American minister, abolitionist and advocate for women's rights
Parker Pillsbury (September 22, 1809 - July 7, 1898) was an American minister and advocate for abolition and women's rights.

==Life==
Pillsbury was born in Hamilton, Massachusetts. He moved to Henniker, New Hampshire where he later farmed and worked as a wagoner.

With the encouragement of his local Congregational church, Pillsbury entered Gilmanton Theological Seminary in 1835, graduating in 1839. He studied an additional year at Andover, and there came under the influence of social reformer John A. Collins, before being employed at a church in Loudon, New Hampshire. His work in the ministry suffered after he made a number of harsh accusations on the churches' complicity with slavery. His Congregational license to preach was revoked in 1840. However Pillsbury became active in the ecumenical Free Religious Association and preached to its societies in New York, Ohio, and Michigan.

Pillsbury's hostility to slavery led him into active writing and lecturing for the abolitionist movement and other progressive social reform issues. He became a lecturing agent for the New Hampshire, Massachusetts, and American antislavery societies, and held these posts for over two decades. He edited the Concord (N.H.) Herald of Freedom in 1840, and again in 1845 and 1846. In 1854, he served as an emissary from the American Anti-Slavery Society to Great Britain. He stayed with the surgeon John Estlin and his abolitionist daughter Mary Estlin. Both John and Mary became involved in Pillsbury's problematic correspondence with the British activist Louis Chamerovzow.

Pillsbury lectured widely on abolition and social reform, often in the company of fellow abolitionist Stephen Symonds Foster. He earned a reputation for successfully dealing with hostile crowds through non-resistance tactics. His support for non-resistance led to service on the executive committee of the New Hampshire Non-Resistance Society. Consequently, Pillsbury was not an active supporter of the Union (American Civil War) effort. However, he defended the actions of John Brown after the raid on Harper's Ferry, and he applauded Lincoln's Emancipation Proclamation. He was a supporter of the abolitionist Radical Democratic Party, which challenged Lincoln during the 1864 presidential election. He was a participant at the party's national convention. However, the party refused to endorse some of his more radical proposals regarding black suffrage and land redistribution for freed slaves.
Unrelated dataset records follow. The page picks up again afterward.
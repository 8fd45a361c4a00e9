//! Axis-separated, unit-stepped sweep against a hash of solid rectangles.
//!
//! A moving body advances one whole unit at a time along X, then along Y from
//! the X-resolved position. At every step its rectangle is tested against the
//! other solids; the first hit snaps that axis back to the last free integer
//! coordinate. Resolving the axes independently is what lets a body slide along
//! a wall it runs into diagonally.
//!
//! Bodies that already overlap a solid when the sweep starts are not pushed
//! apart. The sweep only refuses new overlaps.

use std::hash::Hash;
use std::iter::FusedIterator;

use glam::{IVec2, Vec2};

use super::hash::SpatialHash;
use super::rect::Rect;

/// Which axis a sweep was resolving.
#[derive(Debug, Clone, Copy, PartialEq, Eq, Hash)]
pub enum Axis {
    X,
    Y,
}

/// Integer coordinates after `from` up to and including `to`, stepping toward
/// `to`. Empty when `from == to`.
pub fn walk(from: i32, to: i32) -> Walk {
    Walk {
        next: from,
        to,
        step: to.cmp(&from) as i32,
    }
}

#[derive(Debug, Clone)]
pub struct Walk {
    next: i32,
    to: i32,
    step: i32,
}

impl Iterator for Walk {
    type Item = i32;

    fn next(&mut self) -> Option<i32> {
        if self.next == self.to {
            return None;
        }
        self.next += self.step;
        Some(self.next)
    }

    fn size_hint(&self) -> (usize, Option<usize>) {
        let remaining = (self.to as i64 - self.next as i64).unsigned_abs() as usize;
        (remaining, Some(remaining))
    }
}

impl ExactSizeIterator for Walk {}

impl FusedIterator for Walk {}

/// Outcome of [`sweep`].
#[derive(Debug, Clone, Copy, PartialEq)]
pub struct SweepResult<K> {
    /// Resolved float position. Unblocked axes keep their sub-unit remainder.
    pub position: Vec2,
    /// Solid that stopped the X walk.
    pub blocked_x: Option<K>,
    /// Solid that stopped the Y walk.
    pub blocked_y: Option<K>,
}

impl<K> SweepResult<K> {
    pub fn is_blocked(&self) -> bool {
        self.blocked_x.is_some() || self.blocked_y.is_some()
    }
}

/// Public integer coordinate of a float position.
pub fn to_coords(position: Vec2) -> IVec2 {
    position.round().as_ivec2()
}

/// Move `id` from `position` by `displacement`, refusing to enter any other
/// rectangle in `solids`.
///
/// `local` is the body's rectangle relative to its position. The body itself
/// may be present in `solids`; it is never tested against itself.
///
/// A non-finite displacement or target is treated as no movement.
pub fn sweep<K: Copy + Eq + Hash>(
    solids: &mut SpatialHash<K>,
    id: K,
    local: Rect,
    position: Vec2,
    displacement: Vec2,
) -> SweepResult<K> {
    let mut target = position + displacement;
    if !target.is_finite() {
        log::warn!("sweep ignored non-finite displacement {displacement:?} from {position:?}");
        target = position;
    }
    let start = to_coords(position);

    let (x, blocked_x) = sweep_axis(
        solids,
        id,
        local,
        start,
        Axis::X,
        position.x,
        target.x,
    );
    let resolved_x = x.round() as i32;
    let (y, blocked_y) = sweep_axis(
        solids,
        id,
        local,
        IVec2::new(resolved_x, start.y),
        Axis::Y,
        position.y,
        target.y,
    );

    SweepResult {
        position: Vec2::new(x, y),
        blocked_x,
        blocked_y,
    }
}

fn sweep_axis<K: Copy + Eq + Hash>(
    solids: &mut SpatialHash<K>,
    id: K,
    local: Rect,
    start: IVec2,
    axis: Axis,
    from: f32,
    to: f32,
) -> (f32, Option<K>) {
    let (first, last) = match axis {
        Axis::X => (start.x, to.round() as i32),
        Axis::Y => (start.y, to.round() as i32),
    };

    let mut last_valid = first;
    for step in walk(first, last) {
        let at = match axis {
            Axis::X => IVec2::new(step, start.y),
            Axis::Y => IVec2::new(start.x, step),
        };
        let rect = local.translated(at);
        if let Some((other, _)) = solids.first_overlap(id, rect) {
            log::trace!("sweep {:?} blocked at {} of {} -> {}", axis, step, from, to);
            return (last_valid as f32, Some(other));
        }
        last_valid = step;
    }
    (to, None)
}

#[cfg(test)]
mod tests {
    use super::*;

    const EPSILON: f32 = 1e-4;

    fn approx_eq(a: f32, b: f32) -> bool {
        (a - b).abs() < EPSILON
    }

    fn solids() -> SpatialHash<u32> {
        SpatialHash::new(-256, -256, 512, 512, 32)
    }

    // ==================== WALK TESTS ====================

    #[test]
    fn test_walk_forward() {
        assert_eq!(walk(0, 4).collect::<Vec<_>>(), vec![1, 2, 3, 4]);
    }

    #[test]
    fn test_walk_backward() {
        assert_eq!(walk(2, -2).collect::<Vec<_>>(), vec![1, 0, -1, -2]);
    }

    #[test]
    fn test_walk_empty_when_equal() {
        assert_eq!(walk(5, 5).count(), 0);
    }

    #[test]
    fn test_walk_len() {
        assert_eq!(walk(-3, 7).len(), 10);
    }

    #[test]
    fn test_walk_at_integer_limits() {
        assert_eq!(walk(i32::MAX - 2, i32::MAX).collect::<Vec<_>>(), vec![i32::MAX - 1, i32::MAX]);
        assert_eq!(walk(i32::MIN + 1, i32::MIN).collect::<Vec<_>>(), vec![i32::MIN]);
        assert_eq!(walk(i32::MIN, i32::MAX).len(), u32::MAX as usize);
    }

    // ==================== SWEEP TESTS ====================

    #[test]
    fn test_zero_displacement_is_noop() {
        let mut h = solids();
        h.insert(1, Rect::new(-8, -8, 16, 16));
        let result = sweep(&mut h, 1, Rect::new(-8, -8, 16, 16), Vec2::new(0.25, 0.0), Vec2::ZERO);
        assert_eq!(result.position, Vec2::new(0.25, 0.0));
        assert!(!result.is_blocked());
    }

    #[test]
    fn test_unblocked_keeps_fraction() {
        let mut h = solids();
        let local = Rect::new(-8, -8, 16, 16);
        h.insert(1, local);
        h.insert(2, Rect::new(20, 0, 32, 32));

        let result = sweep(&mut h, 1, local, Vec2::ZERO, Vec2::new(100.0 / 60.0, 0.0));
        assert!(approx_eq(result.position.x, 1.6666666));
        assert_eq!(to_coords(result.position).x, 2);
        assert_eq!(result.blocked_x, None);
    }

    #[test]
    fn test_blocked_snaps_flush() {
        let mut h = solids();
        let local = Rect::new(-8, -8, 16, 16);
        h.insert(1, local);
        h.insert(2, Rect::new(20, 0, 32, 32));

        let result = sweep(&mut h, 1, local, Vec2::ZERO, Vec2::new(2000.0 / 60.0, 0.0));
        assert_eq!(result.position.x, 12.0);
        assert_eq!(result.blocked_x, Some(2));
        let moved = local.translated(to_coords(result.position));
        assert_eq!(moved.right(), 20);
        assert!(!moved.intersects(&Rect::new(20, 0, 32, 32)));
    }

    #[test]
    fn test_sub_unit_steps_accumulate() {
        let mut h = solids();
        let local = Rect::new(0, 0, 4, 4);
        h.insert(1, local);

        let mut position = Vec2::ZERO;
        for _ in 0..10 {
            position = sweep(&mut h, 1, local, position, Vec2::new(0.3, 0.0)).position;
        }
        assert!(approx_eq(position.x, 3.0));
    }

    #[test]
    fn test_slides_along_wall() {
        let mut h = solids();
        let local = Rect::new(0, 0, 8, 8);
        h.insert(1, local);
        // tall wall directly to the right
        h.insert(2, Rect::new(8, -100, 8, 200));

        let result = sweep(&mut h, 1, local, Vec2::ZERO, Vec2::new(5.0, 5.0));
        assert_eq!(result.position, Vec2::new(0.0, 5.0));
        assert_eq!(result.blocked_x, Some(2));
        assert_eq!(result.blocked_y, None);
    }

    #[test]
    fn test_negative_direction_blocked() {
        let mut h = solids();
        let local = Rect::new(0, 0, 8, 8);
        h.insert(1, local.translated(IVec2::new(0, 40)));
        h.insert(2, Rect::new(0, 0, 8, 8));

        let result = sweep(&mut h, 1, local, Vec2::new(0.0, 40.0), Vec2::new(0.0, -100.0));
        assert_eq!(result.position, Vec2::new(0.0, 8.0));
        assert_eq!(result.blocked_y, Some(2));
    }

    #[test]
    fn test_fast_body_does_not_tunnel() {
        let mut h = solids();
        let local = Rect::new(0, 0, 4, 4);
        h.insert(1, local);
        // one unit thin wall
        h.insert(2, Rect::new(50, 0, 1, 4));

        let result = sweep(&mut h, 1, local, Vec2::ZERO, Vec2::new(200.0, 0.0));
        assert_eq!(result.position.x, 46.0);
    }

    #[test]
    fn test_pre_existing_overlap_not_separated() {
        let mut h = solids();
        let local = Rect::new(0, 0, 8, 8);
        h.insert(1, local);
        h.insert(2, Rect::new(4, 0, 8, 8));

        let result = sweep(&mut h, 1, local, Vec2::ZERO, Vec2::new(-3.0, 0.0));
        assert_eq!(result.position.x, 0.0);
        assert_eq!(result.blocked_x, Some(2));
    }

    #[test]
    fn test_non_finite_displacement_does_not_move() {
        let mut h = solids();
        let local = Rect::new(0, 0, 4, 4);
        h.insert(1, local);
        let start = Vec2::new(3.25, -2.0);

        for displacement in [
            Vec2::new(f32::INFINITY, 0.0),
            Vec2::new(0.0, f32::NEG_INFINITY),
            Vec2::new(f32::NAN, 1.0),
        ] {
            let result = sweep(&mut h, 1, local, start, displacement);
            assert_eq!(result.position, start);
            assert!(!result.is_blocked());
        }
    }
}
In 1865, Pillsbury broke with longtime associate William Lloyd Garrison over the need for continued activity by the American Anti-Slavery Society. He edited the National Anti-Slavery Standard in 1866.

Pillsbury helped to draft the constitution of the feminist American Equal Rights Association in 1865, and served as vice-president of the New Hampshire Woman Suffrage Association. With feminist Elizabeth Cady Stanton, Pillsbury served as co-editor for the women's rights newsletter The Revolution, founded in 1868.

Pillsbury completed his abolition memoirs, Acts of the Anti-Slavery Apostles, in 1883.

His nephew, Albert E. Pillsbury, drafted the bylaws of the NAACP.